What tends to happen is that some manufacturers try to give you a very large feed opening and claim you can close the jaw down very small. Even a well-designed Jaw that is closed past it's recommended CSS will have the same problem. The larger the nip angle, the more the crushing force is directed upwards instead of inwards. The result is that instead of squeezing the material between the two jaws, the material tends to float inside the chamber. This forces all the crushing to take place at the toe end of the liner, slows down production, increases wear significantly as the material is constantly rubbing up and down on the liners, and will most likely lead to early bearing failure in the medium term.
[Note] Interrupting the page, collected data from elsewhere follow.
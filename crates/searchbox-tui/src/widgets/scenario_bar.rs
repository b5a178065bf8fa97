//! Scenario bar — the strip of demo scenarios at the top of the screen.

use crate::scenarios::Scenario;
use ratatui::{
    buffer::Buffer,
    layout::Rect,
    style::{Color, Modifier, Style},
    text::Line,
    widgets::{Tabs, Widget},
};

/// Renders the 1-line strip of scenarios with the active one highlighted.
/// Keybinding hints are right-aligned in the same row.
pub struct ScenarioBar<'a> {
    scenarios: &'a [Scenario],
    active: usize,
}

impl<'a> ScenarioBar<'a> {
    pub fn new(scenarios: &'a [Scenario], active: usize) -> Self {
        Self { scenarios, active }
    }
}

impl Widget for ScenarioBar<'_> {
    fn render(self, area: Rect, buf: &mut Buffer) {
        let labels: Vec<Line> = self
            .scenarios
            .iter()
            .enumerate()
            .map(|(i, s)| Line::from(format!(" {}:{} ", i + 1, s.name)))
            .collect();

        Tabs::new(labels)
            .select(self.active)
            .highlight_style(
                Style::default()
                    .bg(Color::DarkGray)
                    .add_modifier(Modifier::BOLD),
            )
            .divider("")
            .render(area, buf);

        let hint = " ^c:quit  F1:help ";
        let hint_x = area.right().saturating_sub(hint.len() as u16);
        buf.set_string(
            hint_x,
            area.y,
            hint,
            Style::default().add_modifier(Modifier::DIM),
        );
    }
}
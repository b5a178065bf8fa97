//! searchbox — debounced, filterable search input controller.
//!
//! This crate re-exports the controller library so integration tests and
//! embedders can depend on one name. The interactive demo lives in
//! `searchbox-tui` and is launched by the `searchbox` binary.
//!
//! ```text
//! keystrokes ──► SearchController ──► QueryChanged (sync)
//!                     │   │
//!                     │   └──► debounce ──► Search
//!                     └── filter chips ──► FilterRemoved + Search (immediate)
//! ```

pub use searchbox_core::{config, controller, error, types};
pub use searchbox_core::{Filter, FilterId, SearchController, SearchError, SearchEvent};
//! Domain-specific assertion macros for searchbox harnesses.
//!
//! These add context-rich failure messages that make it clear *which*
//! timing or ordering guarantee was violated.

/// Assert that exactly one `Search` event is present and carries `query`.
///
/// ```rust
/// assert_single_search!(events, "abc");
/// ```
#[macro_export]
macro_rules! assert_single_search {
    ($events:expr, $query:expr) => {{
        let events: &[searchbox::SearchEvent] = &$events;
        let expected: &str = $query;
        let found: Vec<&String> = events
            .iter()
            .filter_map(|e| match e {
                searchbox::SearchEvent::Search { query, .. } => Some(query),
                _ => None,
            })
            .collect();
        if found.len() != 1 || found[0] != expected {
            panic!(
                "assert_single_search! failed:\n  expected one search for {:?}\n  got: {:?}\n  all events: {:#?}",
                expected, found, events
            );
        }
    }};
}

/// Assert that no `Search` event is present.
#[macro_export]
macro_rules! assert_no_search {
    ($events:expr) => {{
        let events: &[searchbox::SearchEvent] = &$events;
        if let Some(ev) = events
            .iter()
            .find(|e| matches!(e, searchbox::SearchEvent::Search { .. }))
        {
            panic!("assert_no_search! failed: unexpected {:?}\n  all events: {:#?}", ev, events);
        }
    }};
}

/// Assert the filter ids of a controller, in order.
///
/// ```rust
/// assert_filter_ids!(controller, [1, 3]);
/// ```
#[macro_export]
macro_rules! assert_filter_ids {
    ($controller:expr, [$($id:expr),* $(,)?]) => {{
        let actual: Vec<u64> = $controller.filters().iter().map(|f| f.id.0).collect();
        let expected: Vec<u64> = vec![$($id),*];
        pretty_assertions::assert_eq!(actual, expected, "active filter ids");
    }};
}
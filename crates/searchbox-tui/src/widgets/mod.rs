//! Ratatui widgets for the searchbox demo.

pub mod action_panel;
pub mod help;
pub mod scenario_bar;
pub mod search_box;
//! Static filter sets used across harnesses, taken from the demo scenarios.

use searchbox::Filter;

/// `(id, label, badge count, badge class)`
pub const NODE_FILTERS: &[(u64, &str, u32, &str)] = &[
    (1, "Sampling", 15, "i-badge"),
    (2, "ControlNet", 8, "o-badge"),
    (3, "SDXL", 24, "c-badge"),
];

pub const MANY_FILTERS: &[(u64, &str, u32, &str)] = &[
    (1, "Sampling", 15, "i-badge"),
    (2, "Image Processing", 23, "o-badge"),
    (3, "ControlNet", 12, "c-badge"),
    (4, "Text Encoding", 8, "s-badge"),
    (5, "Model Loading", 6, "i-badge"),
    (6, "Advanced", 31, "o-badge"),
];

/// A typing burst: each keystroke is `(delay since previous ms, query)`.
pub const TYPING_BURST: &[(u64, &str)] = &[
    (0, "k"),
    (40, "ks"),
    (35, "ksa"),
    (60, "ksam"),
    (20, "ksamp"),
    (90, "ksampl"),
    (45, "ksample"),
    (30, "ksampler"),
];

pub fn filters_from(seed: &[(u64, &str, u32, &str)]) -> Vec<Filter> {
    seed.iter()
        .map(|&(id, label, count, class)| Filter::new(id, label).with_badge(count, class))
        .collect()
}
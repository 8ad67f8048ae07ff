use super::StreamingMetric;
use num_traits::ToPrimitive;

/// The accuracy is the proportion of examples where predicted == label, tracked as exact counts so merging loses no precision.
#[derive(Clone, Debug, Default)]
pub struct Accuracy {
	n_correct: u64,
	n_examples: u64,
}

impl Accuracy {
	pub fn new() -> Self {
		Self::default()
	}
}

impl StreamingMetric<'_> for Accuracy {
	type Input = (usize, usize);
	type Output = Option<f32>;

	fn update(&mut self, (prediction, label): Self::Input) {
		self.n_examples += 1;
		if prediction == label {
			self.n_correct += 1;
		}
	}

	fn merge(&mut self, other: Self) {
		self.n_correct += other.n_correct;
		self.n_examples += other.n_examples;
	}

	fn finalize(self) -> Option<f32> {
		if self.n_examples == 0 {
			return None;
		}
		Some(self.n_correct.to_f32().unwrap() / self.n_examples.to_f32().unwrap())
	}
}
use std::sync::{
	atomic::{AtomicU64, Ordering},
	Arc,
};

/// The stages of a training run, reported through the `update_progress` callback passed to [`train`](../train/fn.train.html).
#[derive(Debug)]
pub enum Progress {
	Loading(ProgressCounter),
	Shuffling,
	Balancing,
	Searching { trial_index: usize, max_trials: usize },
	Training(cohort_nn::Progress),
	Testing,
	ComputingFeatureImportances,
}

/**
A counter the loader advances as it reads through the input file, measured in bytes. It is handed to the caller inside [`Progress::Loading`](enum.Progress.html) before loading starts, so a renderer can poll it from another thread while the load is in flight.
*/
#[derive(Clone, Debug)]
pub struct ProgressCounter {
	current: Arc<AtomicU64>,
	total: u64,
}

impl ProgressCounter {
	pub fn new(total: u64) -> Self {
		Self {
			current: Arc::new(AtomicU64::new(0)),
			total,
		}
	}

	pub fn total(&self) -> u64 {
		self.total
	}

	pub fn get(&self) -> u64 {
		self.current.load(Ordering::Relaxed)
	}

	pub fn set(&self, value: u64) {
		self.current.store(value, Ordering::Relaxed)
	}

	/// How far along the counter is, in [0, 1]. A zero total reads as done.
	pub fn fraction(&self) -> f32 {
		if self.total == 0 {
			return 1.0;
		}
		self.get() as f32 / self.total as f32
	}
}
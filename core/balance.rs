use anyhow::{bail, Result};
use cohort_dataframe::{DataFrame, DataFrameView};
use rand::Rng;
use rand::SeedableRng;
use rand_xoshiro::Xoshiro256Plus;

/**
Produce a dataset where both label classes have equal cardinality by sampling extra minority-class rows with replacement until the counts match. Majority-class rows are carried over unmodified, and every row in the result is a row of the input.

Balancing is deterministic only when `seed` is `Some`; with `None` the draws come from entropy and vary run to run.
*/
pub fn balance(
	dataframe: &DataFrameView,
	label_column_index: usize,
	seed: Option<u64>,
) -> Result<DataFrame> {
	let labels = &dataframe.columns[label_column_index];
	let mut class_zero: Vec<usize> = Vec::new();
	let mut class_one: Vec<usize> = Vec::new();
	for (row_index, label) in labels.data.iter().enumerate() {
		if *label == 0.0 {
			class_zero.push(row_index);
		} else if *label == 1.0 {
			class_one.push(row_index);
		} else {
			bail!(
				"column \"{}\" is not a binary label: found the value {} in record {}",
				labels.name,
				label,
				row_index + 1,
			);
		}
	}
	if class_zero.is_empty() || class_one.is_empty() {
		bail!(
			"column \"{}\" has records of only one class, so the dataset cannot be balanced",
			labels.name,
		);
	}
	let (minority, majority) = if class_zero.len() < class_one.len() {
		(class_zero, class_one)
	} else {
		(class_one, class_zero)
	};
	let mut balanced = DataFrame::new(
		dataframe
			.columns
			.iter()
			.map(|column| column.name.to_owned())
			.collect(),
	);
	for row_index in majority.iter() {
		balanced.push_row_from(dataframe, *row_index);
	}
	if minority.len() == majority.len() {
		// Already balanced: both partitions pass through unchanged.
		for row_index in minority.iter() {
			balanced.push_row_from(dataframe, *row_index);
		}
		return Ok(balanced);
	}
	let mut rng = match seed {
		Some(seed) => Xoshiro256Plus::seed_from_u64(seed),
		None => Xoshiro256Plus::from_entropy(),
	};
	for _ in 0..majority.len() {
		let row_index = minority[rng.gen_range(0, minority.len())];
		balanced.push_row_from(dataframe, row_index);
	}
	Ok(balanced)
}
Having too small a nip angle will provide its own problems.

You'll find on the better jaw designed, the larger the feed opening (i.e. it accepts a larger feed size), the longer the chamber will be so that a good nip angle can be maintained.

This is one of the main reasons I try advice to always spec the Jaw to match the performance of the rest of the plant. Having an oversize jaw can be/is counterproductive to operations in so many different ways.I hope I understood your question correctly, I know the question was more about the liner design, but personally I believe the nip angle is a more common problem and has a greater effect on production.

Victor Bergman
2 years ago
Victor Bergman 2 years ago

Depending on hardness of the ore crusher designs change. Jaw is not suitable for granite type rocks. Use gyratory crushers. If jaw is used bear with the liner wear. It is normal. Or go for a higher capacity jaw crusher.

(unknown)
11 months ago
(unknown) 11 months ago
1 like by David

As a manganese casting engineer, I share my ideas about the wear life.

  • The hardness of material which you crushed, it is the most important figure! Most of jaw plates are manufactured by high manganese, Mn14, Mn18 and Mn22 . Different material suit for different hardness!
  • The microelement in jaw plate aslo effect the wear.
  • The product quality. Heat treatment , successed or not? The weight and size, 100% based on drawings? Machining ?  and so on!